In the absence of armed components of the insurgency movement that has hounded other areas in the region, the military has to shift tactics and adopt to the situation.

At the Governor Lino Chatto camp in Tubigon, the soldiers then took on crash courses in news writing and photojournalism, in an effort to expand their arsenal of soldiering.

“This is an in-house training we sought to get our men a starting tool before they are deployed for the Community Development Program Purok Power Movement,” Capt. Borja advanced the information.

During the training, the Philippine Information Agency in Bohol as well as Ric Obedencio of a local daily newspaper handled the trainings that lasted the whole day, April 22, 2016.
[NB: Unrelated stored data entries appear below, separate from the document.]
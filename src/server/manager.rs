use super::registry::{ServerEntry, ServerRegistry};
use super::supervisor;
use crate::config::{McpConfig, ServerDefinition, validate_definitions};
use crate::error::{Result, SwitchboardError};
use crate::mcp::{
    ClientSettings, ClientStatus, McpClient, QualifiedToolName, ToolCallResponse,
};
use crate::routing::{Catalog, CatalogSource, ToolConflict};
use crate::transport::{ProcessSessionFactory, SessionFactory};
use arc_swap::ArcSwap;
use futures::future::join_all;
use serde::Serialize;
use serde_json::Value;
use std::sync::Arc;
use std::sync::atomic::Ordering;
use std::time::Duration;
use tokio::sync::Mutex;
use tokio::task::JoinHandle;
use tokio_util::sync::CancellationToken;
use tracing::{error, info, warn};

/// Status of one managed server
#[derive(Debug, Clone, Serialize)]
pub struct ServerStatus {
    #[serde(flatten)]
    pub client: ClientStatus,
    pub reconnect_attempts: u32,
}

#[derive(Debug, Clone, Serialize)]
pub struct StartupFailure {
    pub server: String,
    pub kind: &'static str,
    pub error: String,
}

/// Outcome of `ServerManager::start`
#[derive(Debug, Clone, Default, Serialize)]
pub struct StartupReport {
    pub ready: Vec<String>,
    pub failed: Vec<StartupFailure>,
    pub disabled: Vec<String>,
    pub conflicts: Vec<ToolConflict>,
}

impl StartupReport {
    /// Every enabled server came up and no tools collided
    pub fn is_clean(&self) -> bool {
        self.failed.is_empty() && self.conflicts.is_empty()
    }
}

pub(crate) struct ManagerInner {
    registry: ServerRegistry,
    factory: Arc<dyn SessionFactory>,
    config: McpConfig,
    catalog: ArcSwap<Catalog>,
    shutdown: CancellationToken,
    supervisors: Mutex<Vec<JoinHandle<()>>>,
}

impl Drop for ManagerInner {
    fn drop(&mut self) {
        self.shutdown.cancel();
    }
}

/// Owns one client per configured server and routes qualified tool calls
/// to them. Constructed and torn down explicitly by its caller.
#[derive(Clone)]
pub struct ServerManager {
    inner: Arc<ManagerInner>,
}

impl ServerManager {
    pub fn new(config: McpConfig, factory: Arc<dyn SessionFactory>) -> Self {
        Self {
            inner: Arc::new(ManagerInner {
                registry: ServerRegistry::new(),
                factory,
                config,
                catalog: ArcSwap::from_pointee(Catalog::default()),
                shutdown: CancellationToken::new(),
                supervisors: Mutex::new(Vec::new()),
            }),
        }
    }

    /// Manager that spawns local servers and dials remote ones
    pub fn with_process_factory(config: McpConfig) -> Self {
        let factory = Arc::new(ProcessSessionFactory::new(config.shutdown_grace()));
        Self::new(config, factory)
    }

    pub(crate) fn from_inner(inner: Arc<ManagerInner>) -> Self {
        Self { inner }
    }

    pub(crate) fn downgrade(&self) -> std::sync::Weak<ManagerInner> {
        Arc::downgrade(&self.inner)
    }

    pub fn config(&self) -> &McpConfig {
        &self.inner.config
    }

    /// Validate, register and start the given servers concurrently.
    ///
    /// Definitions are all checked before anything is launched. A server
    /// that fails to come up is left `Degraded`, reported, and kept out of
    /// the catalog; it never blocks the others.
    pub async fn start(&self, definitions: Vec<ServerDefinition>) -> Result<StartupReport> {
        validate_definitions(&definitions)?;
        let already: Vec<String> = definitions
            .iter()
            .filter(|d| self.inner.registry.contains(&d.name))
            .map(|d| d.name.clone())
            .collect();
        if !already.is_empty() {
            return Err(SwitchboardError::configuration(
                already.clone(),
                format!("servers already registered: {}", already.join(", ")),
            ));
        }

        let mut report = StartupReport::default();
        let mut entries = Vec::new();
        for definition in definitions {
            if !definition.enabled {
                info!("Skipping disabled MCP server: {}", definition.name);
                report.disabled.push(definition.name);
                continue;
            }
            let client = McpClient::new(
                definition,
                ClientSettings::from(&self.inner.config),
                self.inner.factory.clone(),
            );
            entries.push(self.inner.registry.register(client)?);
        }

        info!("Starting {} MCP servers", entries.len());
        let outcomes = join_all(entries.iter().map(|entry| self.bring_up(&entry.client))).await;
        for (entry, outcome) in entries.iter().zip(outcomes) {
            match outcome {
                Ok(()) => report.ready.push(entry.name().to_string()),
                Err(e) => {
                    error!("MCP server {} failed to start: {}", entry.name(), e);
                    report.failed.push(StartupFailure {
                        server: entry.name().to_string(),
                        kind: e.kind(),
                        error: e.to_string(),
                    });
                }
            }
        }

        let catalog = self.refresh_catalog().await;
        report.conflicts = catalog.conflicts().to_vec();

        let mut supervisors = self.inner.supervisors.lock().await;
        for entry in &entries {
            supervisors.push(tokio::spawn(supervisor::supervise(
                self.downgrade(),
                entry.clone(),
                self.inner.shutdown.child_token(),
            )));
        }

        info!(
            "MCP servers started: {} ready, {} failed, {} tools in catalog",
            report.ready.len(),
            report.failed.len(),
            catalog.len()
        );
        Ok(report)
    }

    /// Rebuild the catalog from every `Ready` server and swap it in
    pub async fn aggregated_catalog(&self) -> Arc<Catalog> {
        self.refresh_catalog().await
    }

    /// The most recently built catalog, without rebuilding
    pub fn catalog(&self) -> Arc<Catalog> {
        self.inner.catalog.load_full()
    }

    /// Route a `server.tool` call to its owning client. Nothing is queued
    /// for servers that are not `Ready`.
    pub async fn call_tool(&self, qualified: &str, arguments: Value) -> Result<ToolCallResponse> {
        let name = QualifiedToolName::parse(qualified)
            .ok_or_else(|| SwitchboardError::UnknownTool(qualified.to_string()))?;
        let entry = self.inner.registry.get(&name.server)?;

        let state = entry.client.state();
        if !state.is_ready() {
            return Err(SwitchboardError::ServerUnavailable {
                server: name.server,
                state,
            });
        }
        if let Some(conflict) = self.refresh_catalog().await.withheld(&name) {
            return Err(conflict.to_error());
        }

        entry.client.call_tool(&name.tool, arguments).await
    }

    /// Close and start one server again, outside the backoff policy
    pub async fn restart_server(&self, name: &str) -> Result<ServerStatus> {
        let entry = self.inner.registry.get(name)?;
        let result = {
            let _lifecycle = entry.lifecycle.lock().await;
            info!("Restarting MCP server: {}", name);
            entry.client.close().await?;
            let result = self.bring_up(&entry.client).await;
            if result.is_ok() {
                entry.reconnect_attempts.store(0, Ordering::Release);
            }
            result
        };
        self.refresh_catalog().await;
        result?;
        Ok(self.status_of(&entry).await)
    }

    pub async fn server_status(&self, name: &str) -> Result<ServerStatus> {
        let entry = self.inner.registry.get(name)?;
        Ok(self.status_of(&entry).await)
    }

    pub async fn list_servers(&self) -> Vec<ServerStatus> {
        let entries = self.inner.registry.list();
        join_all(entries.iter().map(|entry| self.status_of(entry))).await
    }

    pub async fn ping(&self, name: &str) -> Result<Duration> {
        self.inner.registry.get(name)?.client.ping().await
    }

    /// Close every client concurrently. Failures are logged, never raised.
    pub async fn shutdown(&self) {
        let entries = self.inner.registry.list();
        info!("Shutting down {} MCP servers", entries.len());
        self.inner.shutdown.cancel();

        join_all(entries.iter().map(|entry| async move {
            if let Err(e) = entry.client.close().await {
                error!("Error closing MCP server {}: {}", entry.name(), e);
            }
        }))
        .await;

        for handle in self.inner.supervisors.lock().await.drain(..) {
            handle.abort();
        }
        self.inner.catalog.store(Arc::new(Catalog::default()));
        info!("All MCP servers shut down");
    }

    /// Start a client and discover its tools, both within the server's
    /// startup deadline
    pub(crate) async fn bring_up(&self, client: &McpClient) -> Result<()> {
        let timeout = client
            .definition()
            .startup_timeout(self.inner.config.startup_timeout());
        let startup = async {
            client.start().await?;
            client.discover_tools().await?;
            Ok::<(), SwitchboardError>(())
        };
        match tokio::time::timeout(timeout, startup).await {
            Ok(result) => result,
            Err(_) => Err(client.abandon_startup(timeout).await),
        }
    }

    pub(crate) async fn refresh_catalog(&self) -> Arc<Catalog> {
        let entries = self.inner.registry.list();
        let sources: Vec<CatalogSource> = join_all(entries.iter().map(|entry| async move {
            CatalogSource {
                server: entry.name().to_string(),
                tools: entry.client.tools().await,
            }
        }))
        .await
        .into_iter()
        .filter(|source| !source.tools.is_empty())
        .collect();

        let catalog = Arc::new(Catalog::aggregate(
            &sources,
            self.inner.config.collision_policy,
        ));
        let previous = self.inner.catalog.swap(catalog.clone());
        if *previous != *catalog {
            info!(
                "Tool catalog rebuilt: {} tools from {} servers",
                catalog.len(),
                sources.len()
            );
            if let Some(conflict) = catalog.conflict_error() {
                warn!("{}", conflict);
            }
        }
        catalog
    }

    async fn status_of(&self, entry: &ServerEntry) -> ServerStatus {
        ServerStatus {
            client: entry.client.status().await,
            reconnect_attempts: entry.attempts(),
        }
    }
}
use super::session::TransportSession;
use crate::config::parse_remote_address;
use crate::error::{Result, SwitchboardError};
use std::time::Duration;
use tokio::net::TcpStream;
use tracing::info;

/// Connect to a remote server speaking newline-framed JSON-RPC over TCP
pub async fn connect(label: &str, address: &str, grace: Duration) -> Result<TransportSession> {
    let (host, port) = parse_remote_address(address).ok_or_else(|| {
        SwitchboardError::configuration(
            vec![label.to_string()],
            format!("invalid remote address '{}'", address),
        )
    })?;

    info!("Connecting to remote MCP server {} at {}:{}", label, host, port);

    let stream = TcpStream::connect((host.as_str(), port))
        .await
        .map_err(|e| SwitchboardError::LaunchFailed {
            server: label.to_string(),
            source: e,
        })?;
    stream.set_nodelay(true)?;

    let (read, write) = stream.into_split();
    Ok(TransportSession::from_io(label, read, write, grace))
}
fn compile_object(map: &Map<String, Value>) -> Schema {
    let mut parts = Vec::new();

    match map.get("type") {
        Some(Value::String(name)) => parts.push(compile_type(name, map)),
        Some(Value::Array(names)) => {
            let branches: Vec<Schema> = names
                .iter()
                .filter_map(Value::as_str)
                .map(|name| compile_type(name, map))
                .collect();
            if !branches.is_empty() {
                parts.push(Schema::AnyOf(branches));
            }
        }
        _ => {
            if map.contains_key("properties") || map.contains_key("required") {
                parts.push(compile_type("object", map));
            } else if map.contains_key("items") {
                parts.push(compile_type("array", map));
            }
        }
    }

    if let Some(Value::Array(allowed)) = map.get("enum") {
        parts.push(Schema::Enum(allowed.clone()));
    }
    if let Some(constant) = map.get("const") {
        parts.push(Schema::Enum(vec![constant.clone()]));
    }

    let min_length = map.get("minLength").and_then(Value::as_u64);
    let max_length = map.get("maxLength").and_then(Value::as_u64);
    if min_length.is_some() || max_length.is_some() {
        parts.push(Schema::Length {
            min: min_length,
            max: max_length,
        });
    }
    if let Some(range) = NumberRange::from_keywords(map) {
        parts.push(Schema::Range(range));
    }

    for keyword in ["anyOf", "oneOf"] {
        if let Some(Value::Array(branches)) = map.get(keyword) {
            parts.push(Schema::AnyOf(branches.iter().map(Schema::compile).collect()));
        }
    }
    if let Some(Value::Array(all)) = map.get("allOf") {
        parts.push(Schema::AllOf(all.iter().map(Schema::compile).collect()));
    }

    match parts.len() {
        0 => Schema::Any,
        1 => parts.remove(0),
        _ => Schema::AllOf(parts),
    }
}

fn compile_type(name: &str, map: &Map<String, Value>) -> Schema {
    match name {
        "null" => Schema::Null,
        "boolean" => Schema::Boolean,
        "integer" => Schema::Integer,
        "number" => Schema::Number,
        "string" => Schema::String,
        "array" => Schema::Array(map.get("items").map(|items| Box::new(Schema::compile(items)))),
        "object" => {
            let properties = map
                .get("properties")
                .and_then(Value::as_object)
                .map(|props| {
                    props
                        .iter()
                        .map(|(name, schema)| (name.clone(), Schema::compile(schema)))
                        .collect()
                })
                .unwrap_or_default();
            let required = map
                .get("required")
                .and_then(Value::as_array)
                .map(|names| {
                    names
                        .iter()
                        .filter_map(Value::as_str)
                        .map(str::to_string)
                        .collect()
                })
                .unwrap_or_default();
            let additional = match map.get("additionalProperties") {
                Some(Value::Bool(false)) => AdditionalProperties::Forbidden,
                Some(schema @ Value::Object(_)) => {
                    AdditionalProperties::Matching(Box::new(Schema::compile(schema)))
                }
                _ => AdditionalProperties::Allowed,
            };
            Schema::Object(ObjectSchema {
                properties,
                required,
                additional,
            })
        }
        _ => Schema::Any,
    }
}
“We are never really formally trained to write,” admits an enlisted personnel at the camp who observed the intricate skills needed to package an information.

“Maybe, in time, as we continue to use the newfound skills, who knows what we can do,” he continued.

We do not expect the whole team to be excellent at this, but giving them the right tools can give them a good chance they can be effective in fighting a different kind of war using information as arms, Capt Borja said. (rac/PIA-7/Bohol)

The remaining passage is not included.